(Activity): Below are records; how many of their lines contain "lock"? Give the number and no other words.

(Saved entries):
:::::

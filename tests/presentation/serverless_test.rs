use std::collections::HashMap;

use serde_json::{Value, json};

use douyin_scribe::application::services::ConversionPipeline;
use douyin_scribe::presentation::serverless::{
    AdapterError, GatewayEvent, GatewayEventAdapter, HostingAdapter, ServerlessInvoker,
};
use douyin_scribe::presentation::{AppState, create_router};

use crate::helpers::{MockConverter, MockResolver, MockTranscriber, pipeline_with};

fn event(method: &str, path: &str, body: Option<&str>) -> GatewayEvent {
    GatewayEvent {
        http_method: method.to_string(),
        path: path.to_string(),
        headers: HashMap::new(),
        body: body.map(str::to_string),
    }
}

fn invoker_with(pipeline: ConversionPipeline) -> ServerlessInvoker<GatewayEventAdapter> {
    ServerlessInvoker::new(create_router(AppState::new(pipeline)), GatewayEventAdapter)
}

fn happy_invoker() -> ServerlessInvoker<GatewayEventAdapter> {
    let resolver = MockResolver::succeeding("https://cdn/video.mp4");
    let converter = MockConverter::succeeding("https://cdn/audio.mp3");
    let transcriber = MockTranscriber::succeeding("hello world");
    invoker_with(pipeline_with(&resolver, &converter, &transcriber))
}

#[test]
fn given_raw_event_json_when_deserializing_then_optional_fields_default() {
    let event: GatewayEvent =
        serde_json::from_str(r#"{"httpMethod": "GET", "path": "/api/health"}"#).unwrap();

    assert_eq!(event.http_method, "GET");
    assert!(event.body.is_none());
    assert!(event.headers.is_empty());
}

#[test]
fn given_lowercase_method_when_translating_then_normalized() {
    let call = GatewayEventAdapter
        .translate(event("post", "/api/convert", Some("{}")))
        .unwrap();

    assert_eq!(call.method, axum::http::Method::POST);
    assert_eq!(call.body, "{}");
}

#[test]
fn given_invalid_method_when_translating_then_adapter_error() {
    let result = GatewayEventAdapter.translate(event("GE T", "/", None));

    assert!(matches!(result, Err(AdapterError::InvalidMethod(_))));
}

#[test]
fn given_relative_path_when_translating_then_adapter_error() {
    let result = GatewayEventAdapter.translate(event("GET", "api/health", None));

    assert!(matches!(result, Err(AdapterError::InvalidPath(_))));
}

#[tokio::test]
async fn given_health_event_when_invoking_then_envelope_wraps_health_payload() {
    let response = happy_invoker()
        .invoke(event("GET", "/api/health", None))
        .await;

    let body: Value = serde_json::from_str(&response.body).unwrap();
    assert_eq!(response.status_code, 200);
    assert_eq!(body["status"], "healthy");
    assert!(
        response
            .headers
            .get("content-type")
            .is_some_and(|v| v.contains("application/json"))
    );
}

#[tokio::test]
async fn given_convert_event_when_invoking_then_envelope_carries_pipeline_result() {
    let response = happy_invoker()
        .invoke(event(
            "POST",
            "/api/convert",
            Some(r#"{"douyin_url": "https://v.douyin.com/abc"}"#),
        ))
        .await;

    let body: Value = serde_json::from_str(&response.body).unwrap();
    assert_eq!(response.status_code, 200);
    assert_eq!(
        body,
        json!({
            "success": true,
            "text": "hello world",
            "video_url": "https://cdn/video.mp4",
            "message": "转换成功"
        })
    );
}

#[tokio::test]
async fn given_failing_convert_event_when_invoking_then_envelope_status_mirrors_inner_status() {
    let invoker = invoker_with(ConversionPipeline::misconfigured(vec!["resolver.token"]));

    let response = invoker
        .invoke(event(
            "POST",
            "/api/convert",
            Some(r#"{"douyin_url": "https://v.douyin.com/abc"}"#),
        ))
        .await;

    let body: Value = serde_json::from_str(&response.body).unwrap();
    assert_eq!(response.status_code, 500);
    assert_eq!(body["success"], false);
}

#[tokio::test]
async fn given_untranslatable_event_when_invoking_then_bad_request_envelope() {
    let response = happy_invoker().invoke(event("GE T", "/", None)).await;

    let body: Value = serde_json::from_str(&response.body).unwrap();
    assert_eq!(response.status_code, 400);
    assert_eq!(body["success"], false);
    assert!(body["error"].as_str().unwrap().contains("invalid http method"));
}

#[tokio::test]
async fn given_event_with_request_id_when_invoking_then_header_is_echoed() {
    let mut health = event("GET", "/api/health", None);
    health
        .headers
        .insert("x-request-id".to_string(), "evt-7".to_string());

    let response = happy_invoker().invoke(health).await;

    assert_eq!(
        response.headers.get("x-request-id").map(String::as_str),
        Some("evt-7")
    );
}
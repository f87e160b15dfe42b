use std::sync::atomic::{AtomicUsize, Ordering};
use std::sync::{Arc, Mutex};

use async_trait::async_trait;

use douyin_scribe::application::ports::{
    AudioConverter, ConversionError, MediaResolver, ResolverError, TranscriptionEngine,
    TranscriptionError,
};
use douyin_scribe::application::services::ConversionPipeline;
use douyin_scribe::domain::{ConvertedAudio, ResolvedMedia, SourceLink, Transcript};

pub struct MockResolver {
    media_url: Option<String>,
    panic_on_call: bool,
    calls: AtomicUsize,
    last_link: Mutex<Option<String>>,
}

impl MockResolver {
    pub fn succeeding(media_url: &str) -> Arc<Self> {
        Arc::new(Self {
            media_url: Some(media_url.to_string()),
            panic_on_call: false,
            calls: AtomicUsize::new(0),
            last_link: Mutex::new(None),
        })
    }

    pub fn failing() -> Arc<Self> {
        Arc::new(Self {
            media_url: None,
            panic_on_call: false,
            calls: AtomicUsize::new(0),
            last_link: Mutex::new(None),
        })
    }

    pub fn panicking() -> Arc<Self> {
        Arc::new(Self {
            media_url: None,
            panic_on_call: true,
            calls: AtomicUsize::new(0),
            last_link: Mutex::new(None),
        })
    }

    pub fn calls(&self) -> usize {
        self.calls.load(Ordering::SeqCst)
    }

    pub fn last_link(&self) -> Option<String> {
        self.last_link.lock().unwrap().clone()
    }
}

#[async_trait]
impl MediaResolver for MockResolver {
    async fn resolve(&self, link: &SourceLink) -> Result<ResolvedMedia, ResolverError> {
        self.calls.fetch_add(1, Ordering::SeqCst);
        *self.last_link.lock().unwrap() = Some(link.as_str().to_string());
        if self.panic_on_call {
            panic!("resolver exploded");
        }
        self.media_url
            .clone()
            .map(ResolvedMedia::new)
            .ok_or_else(|| ResolverError::ResolutionFailed("no videoUrls".to_string()))
    }
}

pub struct MockConverter {
    audio_url: Option<String>,
    calls: AtomicUsize,
}

impl MockConverter {
    pub fn succeeding(audio_url: &str) -> Arc<Self> {
        Arc::new(Self {
            audio_url: Some(audio_url.to_string()),
            calls: AtomicUsize::new(0),
        })
    }

    pub fn failing() -> Arc<Self> {
        Arc::new(Self {
            audio_url: None,
            calls: AtomicUsize::new(0),
        })
    }

    pub fn calls(&self) -> usize {
        self.calls.load(Ordering::SeqCst)
    }
}

#[async_trait]
impl AudioConverter for MockConverter {
    async fn convert_to_audio(
        &self,
        _media: &ResolvedMedia,
    ) -> Result<ConvertedAudio, ConversionError> {
        self.calls.fetch_add(1, Ordering::SeqCst);
        self.audio_url
            .clone()
            .map(ConvertedAudio::new)
            .ok_or_else(|| ConversionError::ConversionFailed("job failed".to_string()))
    }
}

pub struct MockTranscriber {
    text: Option<String>,
    calls: AtomicUsize,
}

impl MockTranscriber {
    pub fn succeeding(text: &str) -> Arc<Self> {
        Arc::new(Self {
            text: Some(text.to_string()),
            calls: AtomicUsize::new(0),
        })
    }

    pub fn failing() -> Arc<Self> {
        Arc::new(Self {
            text: None,
            calls: AtomicUsize::new(0),
        })
    }

    pub fn calls(&self) -> usize {
        self.calls.load(Ordering::SeqCst)
    }
}

#[async_trait]
impl TranscriptionEngine for MockTranscriber {
    async fn transcribe(&self, _audio: &ConvertedAudio) -> Result<Transcript, TranscriptionError> {
        self.calls.fetch_add(1, Ordering::SeqCst);
        self.text
            .clone()
            .map(Transcript::new)
            .ok_or_else(|| TranscriptionError::TranscriptionFailed("empty transcript".to_string()))
    }
}

pub fn pipeline_with(
    resolver: &Arc<MockResolver>,
    converter: &Arc<MockConverter>,
    transcriber: &Arc<MockTranscriber>,
) -> ConversionPipeline {
    ConversionPipeline::new(resolver.clone(), converter.clone(), transcriber.clone())
}
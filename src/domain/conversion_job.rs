use std::fmt;

use super::ConversionJobStatus;

#[derive(Debug, Clone, PartialEq, Eq, Hash)]
pub struct JobId(String);

impl JobId {
    pub fn new(id: impl Into<String>) -> Self {
        Self(id.into())
    }

    pub fn as_str(&self) -> &str {
        &self.0
    }
}

impl fmt::Display for JobId {
    fn fmt(&self, f: &mut fmt::Formatter<'_>) -> fmt::Result {
        f.write_str(&self.0)
    }
}

/// Snapshot of a remote conversion job as seen by one status poll.
#[derive(Debug, Clone)]
pub struct ConversionJob {
    pub status: ConversionJobStatus,
    /// Result URL of the completed export task, when the service reported one.
    pub export_url: Option<String>,
}

impl ConversionJob {
    pub fn new(status: ConversionJobStatus, export_url: Option<String>) -> Self {
        Self {
            status,
            export_url,
        }
    }
}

:::::

(Result): 2